# Work to be completed:
Across the entries that follow, count each line holding "base" and state the total alone.

# Records to use:
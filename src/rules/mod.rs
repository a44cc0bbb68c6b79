//! Rules engine.
//!
//! Deals a round and drives its phase machine:
//! - what actions the seat to act may take
//! - how an action changes the state
//!
//! The engine never decides that a round is over; the orchestrator does
//! that by watching hand sizes.

pub mod engine;

pub use engine::{
    apply_action, can_defend_with, create_initial_state, legal_actions, tile_action_kind,
    tile_for_action,
};
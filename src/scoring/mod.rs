//! Round scoring.
//!
//! The table is loaded once at startup and never changes afterwards.

pub mod table;
pub mod loader;

pub use table::{ScoreRule, ScoreTable, ScoreTableBuilder};
pub use loader::{load_score_rules, parse_score_rules};
//! Text format for score rules.
//!
//! ```text
//! # numbered tiles are worth one point
//! 1,2,3,4,5,6,7,8: 1
//! T: 3
//! D: 5 +bonus
//! ```
//!
//! - `#` starts a comment, blank lines are skipped
//! - left of `:` is a comma-separated list of tile labels
//! - right of `:` is an integer base, optionally followed by `+bonus`
//! - a later line overrides an earlier one for the same kind
//! - every kind must be covered by the end of the file

use std::path::Path;

use crate::core::{ConfigError, TileKind};

use super::table::{ScoreRule, ScoreTable, ScoreTableBuilder};

const BONUS_MARKER: &str = "+bonus";

/// Parse score rules from text.
pub fn parse_score_rules(text: &str) -> Result<ScoreTable, ConfigError> {
    let mut builder = ScoreTableBuilder::default();

    for (idx, raw) in text.lines().enumerate() {
        let line_no = idx + 1;
        let line = raw.split('#').next().unwrap_or_default().trim();
        if line.is_empty() {
            continue;
        }

        let err = |message: String| ConfigError::ScoreRules { line: line_no, message };

        let (labels, value) = line
            .split_once(':')
            .ok_or_else(|| err("expected `labels: points`".to_string()))?;

        let rule = parse_rule(value.trim()).map_err(err)?;

        let kinds = labels
            .split(',')
            .map(str::trim)
            .filter(|l| !l.is_empty())
            .map(|l| TileKind::from_label(l).ok_or_else(|| err(format!("unknown tile label {l:?}"))))
            .collect::<Result<Vec<_>, _>>()?;
        if kinds.is_empty() {
            return Err(err("no tile labels".to_string()));
        }

        for kind in kinds {
            builder.set(kind, rule);
        }
    }

    builder.build()
}

fn parse_rule(value: &str) -> Result<ScoreRule, String> {
    let (base, add_bonus) = match value.find(BONUS_MARKER) {
        Some(pos) => (value[..pos].trim(), true),
        None => (value, false),
    };
    let base = base
        .parse::<i32>()
        .map_err(|_| format!("invalid points {base:?}"))?;
    Ok(ScoreRule { base, add_bonus })
}

/// Read and parse a score-rule file.
pub fn load_score_rules(path: impl AsRef<Path>) -> Result<ScoreTable, ConfigError> {
    let path = path.as_ref();
    let text = std::fs::read_to_string(path).map_err(|source| ConfigError::Io {
        path: path.to_path_buf(),
        source,
    })?;
    parse_score_rules(&text)
}

impl ScoreTable {
    /// See [`parse_score_rules`].
    pub fn parse(text: &str) -> Result<Self, ConfigError> {
        parse_score_rules(text)
    }

    /// See [`load_score_rules`].
    pub fn load(path: impl AsRef<Path>) -> Result<Self, ConfigError> {
        load_score_rules(path)
    }
}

# Output for this exercise:
5